HSBC Exchange LinkedIN.001

When Stuart Gulliver became Group CEO of HSBC in 2011, he recognized that the international bank needed to make a cultural shift, setting a new direction for the business and for how its global workforce of over 230,000 employees communicated and worked together. According to Pierre Goad, Group Head of Communications:

We needed to look at what went wrong back in the ‘noughties,’ creating the right environment for our people to speak up about what was going on in the the company, taking shared responsibility for creating change.

This objective laid the path for a more progressive approach to HSBC’s communication strategy, and to the development of the “HSBC Exchange” program. This program has not only set the standard in the industry for an open and transparent approach to communication, but has had a profound and positive impact at HSBC, including a 10–20 percentage point positive differential on key sentiment metrics between those who have attended an exchange meeting and those who haven’t.

The Play

HSBC Exchange, otherwise known as the “shut up and listen” program, was launched with the aim of helping to move communication from being one-way and not very “free-flowing” to a situation where multiple conversations could happen in every direction—up, down and peer-to-peer. It’s a unique forum that helps employees share their thoughts and views freely, and then cascades this information from the bottom to the top. It has set the scene for a new type of communication at HSBC, one that encourages and creates an environment where employees can not only speak up but feel it’s their responsibility to do so.

There are three simple rules for Exchange meetings: The manager does not talk but just listens, there is no agenda, and the time belongs to the employees. Topics could be on the food served in the canteen, a local process or the big issues that affect the company—employees make the decision. “In the first meetings, discussions centered around problems or complaints, which is what you’d expect as they’re things employees needed to get off their chests. But over time, the discussions and topics have become broader—some are about customers, others about how to make our products better or improve customer service, while others are about how employees can develop their careers,” says Goad.

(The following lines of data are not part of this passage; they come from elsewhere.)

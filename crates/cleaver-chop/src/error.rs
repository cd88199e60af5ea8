use miette::Diagnostic;
use thiserror::Error;

/// Errors produced by the chopper.
///
/// Every variant is fatal to the current `chop` call; partial results are
/// never returned.
#[derive(Debug, Error, Diagnostic)]
pub enum ChopError {
    #[error("bound must be a positive number of sub-programs, got {0}")]
    #[diagnostic(code(cleaver::chop::invalid_bound))]
    InvalidBound(usize),

    #[error("member '{name}' is not supported by the chopper")]
    #[diagnostic(
        code(cleaver::chop::unsupported_member),
        help("apply extension/plugin transformations before chopping, so only core members remain")
    )]
    UnsupportedMember { name: String },

    #[error("{kind} '{name}' is referenced but not declared in the program")]
    #[diagnostic(code(cleaver::chop::missing_reference))]
    MissingReference { kind: &'static str, name: String },

    #[error("internal consistency violation: {0}")]
    #[diagnostic(code(cleaver::chop::inconsistent))]
    Inconsistent(String),
}
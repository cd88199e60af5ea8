//! Penalty-driven greedy merging of sub-programs.
//!
//! Sub-programs arrive as ascending lists of `(element, weight)` pairs. The
//! merger repeatedly commits the cheapest candidate merge until the live-set
//! count is within the bound, and always commits candidates with price ≤ 0
//! (one side dominates the other; keeping them apart is pure waste).
//!
//! Candidates referring to already-consumed sub-programs are not purged from
//! the queue eagerly; with O(k²) queued entries, filtering on pop against
//! the live-set map is cheaper than any bulk cleanup.

use std::cmp::{Ordering, Reverse};
use std::collections::{BTreeMap, BinaryHeap};

use crate::penalty::Penalty;

struct MergeCandidate {
    price: i64,
    /// Insertion sequence; the earlier of two equally priced candidates
    /// wins, which keeps the whole merge order deterministic.
    seq: u64,
    left: usize,
    right: usize,
    merged: Vec<(usize, i64)>,
}

impl PartialEq for MergeCandidate {
    fn eq(&self, other: &Self) -> bool {
        self.price == other.price && self.seq == other.seq
    }
}

impl Eq for MergeCandidate {}

impl PartialOrd for MergeCandidate {
    fn partial_cmp(&self, other: &Self) -> Option<Ordering> {
        Some(self.cmp(other))
    }
}

impl Ord for MergeCandidate {
    fn cmp(&self, other: &Self) -> Ordering {
        (self.price, self.seq).cmp(&(other.price, other.seq))
    }
}

/// Merge two ascending weighted lists in one pass.
///
/// Element weights are partitioned into left-exclusive, right-exclusive, and
/// shared sums; the shared sum feeds only the penalty, while shared entries
/// keep the left weight in the output.
pub fn penalty_and_merge<P: Penalty<usize> + ?Sized>(
    left: &[(usize, i64)],
    right: &[(usize, i64)],
    penalty: &P,
) -> (i64, Vec<(usize, i64)>) {
    let mut merged = Vec::with_capacity(left.len() + right.len());
    let (mut left_exclusive, mut right_exclusive, mut shared) = (0i64, 0i64, 0i64);
    let (mut i, mut j) = (0, 0);
    while i < left.len() && j < right.len() {
        match left[i].0.cmp(&right[j].0) {
            Ordering::Less => {
                left_exclusive += left[i].1;
                merged.push(left[i]);
                i += 1;
            }
            Ordering::Greater => {
                right_exclusive += right[j].1;
                merged.push(right[j]);
                j += 1;
            }
            Ordering::Equal => {
                shared += left[i].1;
                merged.push(left[i]);
                i += 1;
                j += 1;
            }
        }
    }
    for &e in &left[i..] {
        left_exclusive += e.1;
        merged.push(e);
    }
    for &e in &right[j..] {
        right_exclusive += e.1;
        merged.push(e);
    }
    (
        penalty.merge_penalty(left_exclusive, right_exclusive, shared),
        merged,
    )
}

/// Greedily merge until at most `bound` sub-programs remain (`None` means
/// no bound) and no forced merge is pending.
///
/// Surviving sub-programs come back in live-set key order: untouched inputs
/// first in input order, then merge results in creation order.
pub fn merge_programs<P: Penalty<usize> + ?Sized>(
    programs: Vec<Vec<(usize, i64)>>,
    bound: Option<usize>,
    penalty: &P,
) -> Vec<Vec<(usize, i64)>> {
    let bound = bound.unwrap_or(usize::MAX);

    let mut sets: BTreeMap<usize, Vec<(usize, i64)>> =
        programs.into_iter().enumerate().collect();
    let mut counter = sets.len();
    let mut seq = 0u64;

    let mut queue: BinaryHeap<Reverse<MergeCandidate>> = BinaryHeap::new();
    let keys: Vec<usize> = sets.keys().copied().collect();
    for (idx, &l) in keys.iter().enumerate() {
        for &r in &keys[idx + 1..] {
            let (price, merged) = penalty_and_merge(&sets[&l], &sets[&r], penalty);
            queue.push(Reverse(MergeCandidate {
                price,
                seq,
                left: l,
                right: r,
                merged,
            }));
            seq += 1;
        }
    }

    loop {
        // Skip candidates whose operands were already consumed.
        while let Some(Reverse(top)) = queue.peek() {
            if sets.contains_key(&top.left) && sets.contains_key(&top.right) {
                break;
            }
            queue.pop();
        }
        // The loop condition must be re-checked against the live head: the
        // stale entries just dropped may have been the only ones priced ≤ 0.
        let Some(Reverse(top)) = queue.peek() else {
            break;
        };
        if top.price > 0 && sets.len() <= bound {
            break;
        }
        let Some(Reverse(candidate)) = queue.pop() else {
            break;
        };

        sets.remove(&candidate.left);
        sets.remove(&candidate.right);
        let new_key = counter;
        counter += 1;
        for (&k, rep) in &sets {
            let (price, merged) = penalty_and_merge(rep, &candidate.merged, penalty);
            queue.push(Reverse(MergeCandidate {
                price,
                seq,
                left: k,
                right: new_key,
                merged,
            }));
            seq += 1;
        }
        sets.insert(new_key, candidate.merged);
    }

    sets.into_values().collect()
}

#[cfg(test)]
mod tests {
    use super::*;
    use crate::penalty::{contravariant_lift, DefaultPenalty, Strict};
    use crate::vertex::Vertex;

    /// Element weights are supplied inline by the tests, so the lift target
    /// only has to provide the default merge-penalty formula.
    fn default_merge_penalty() -> impl Penalty<usize> {
        contravariant_lift(DefaultPenalty::default(), |_: &usize| Vertex::Always)
    }

    fn strict_merge_penalty() -> impl Penalty<usize> {
        contravariant_lift(Strict(DefaultPenalty::default()), |_: &usize| Vertex::Always)
    }

    fn singleton(key: usize, weight: i64) -> Vec<(usize, i64)> {
        vec![(key, weight)]
    }

    #[test]
    fn penalty_and_merge_partitions_weights() {
        let penalty = default_merge_penalty();
        let left = vec![(1, 2), (2, 3)];
        let right = vec![(2, 3), (3, 5)];
        let (price, merged) = penalty_and_merge(&left, &right, &penalty);
        // left-exclusive 2, right-exclusive 5, shared 3 (below threshold)
        assert_eq!(price, 7);
        assert_eq!(merged, vec![(1, 2), (2, 3), (3, 5)]);
    }

    #[test]
    fn shared_entries_keep_the_left_weight() {
        let penalty = default_merge_penalty();
        let left = vec![(7, 10)];
        let right = vec![(7, 99)];
        let (_, merged) = penalty_and_merge(&left, &right, &penalty);
        assert_eq!(merged, vec![(7, 10)]);
    }

    #[test]
    fn unbounded_with_positive_prices_merges_nothing() {
        let penalty = default_merge_penalty();
        let programs = vec![singleton(0, 1), singleton(1, 1), singleton(2, 1)];
        let out = merge_programs(programs.clone(), None, &penalty);
        assert_eq!(out, programs);
    }

    #[test]
    fn bound_is_honored() {
        let penalty = default_merge_penalty();
        let programs = vec![singleton(0, 1), singleton(1, 1), singleton(2, 1)];
        let out = merge_programs(programs, Some(2), &penalty);
        assert_eq!(out.len(), 2);
        // Equal prices: the earliest-enqueued pair (inputs 0 and 1) merges.
        assert_eq!(out, vec![vec![(2, 1)], vec![(0, 1), (1, 1)]]);
    }

    #[test]
    fn bound_one_collapses_everything() {
        let penalty = default_merge_penalty();
        let programs = vec![
            vec![(0, 1), (3, 2)],
            vec![(1, 1), (3, 2)],
            vec![(2, 1)],
        ];
        let out = merge_programs(programs, Some(1), &penalty);
        assert_eq!(out, vec![vec![(0, 1), (1, 1), (2, 1), (3, 2)]]);
    }

    #[test]
    fn zero_cost_merges_are_forced_even_under_a_satisfied_bound() {
        let penalty = default_merge_penalty();
        let programs = vec![singleton(0, 0), singleton(1, 0), singleton(2, 1)];
        let out = merge_programs(programs, Some(3), &penalty);
        // The two weightless programs merge for free; the priced one stays.
        assert_eq!(out, vec![vec![(2, 1)], vec![(0, 0), (1, 0)]]);
    }

    #[test]
    fn strict_penalty_disables_forced_merges() {
        let penalty = strict_merge_penalty();
        let programs = vec![singleton(0, 0), singleton(1, 0)];
        let out = merge_programs(programs.clone(), None, &penalty);
        assert_eq!(out, programs);
    }

    #[test]
    fn merged_programs_can_merge_again() {
        let penalty = default_merge_penalty();
        let programs = vec![singleton(0, 5), singleton(1, 3), singleton(2, 1)];
        let out = merge_programs(programs, Some(1), &penalty);
        assert_eq!(out.len(), 1);
        assert_eq!(out[0], vec![(0, 5), (1, 3), (2, 1)]);
    }

    #[test]
    fn cheapest_candidate_merges_first() {
        let penalty = default_merge_penalty();
        // Pair (1, 2) costs 2; any pair touching 0 costs at least 10.
        let programs = vec![singleton(0, 10), singleton(1, 1), singleton(2, 1)];
        let out = merge_programs(programs, Some(2), &penalty);
        assert_eq!(out, vec![vec![(0, 10)], vec![(1, 1), (2, 1)]]);
    }

    #[test]
    fn single_program_passes_through() {
        let penalty = default_merge_penalty();
        let programs = vec![vec![(0, 1), (1, 2)]];
        let out = merge_programs(programs.clone(), Some(1), &penalty);
        assert_eq!(out, programs);
    }

    #[test]
    fn empty_input_stays_empty() {
        let penalty = default_merge_penalty();
        let out = merge_programs(Vec::new(), None, &penalty);
        assert!(out.is_empty());
    }
}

Over time, the discussions and topics have become broader—some are about customers, others about how to make our products better or improve customer service, while others are about how employees can develop their careers

HSBC had a few challenges at the start of the program. Many managers found the art of being quiet uncomfortable and confusing, but they quickly realized the value of this approach and the results they achieved. Many employees did not know how to participate in this type of meeting. “For the first 10 minutes, employees often sat in silence. However, now that the meetings have become more business as usual, the conversations flow naturally and employees understand and appreciate their role and their voice,” says Goad.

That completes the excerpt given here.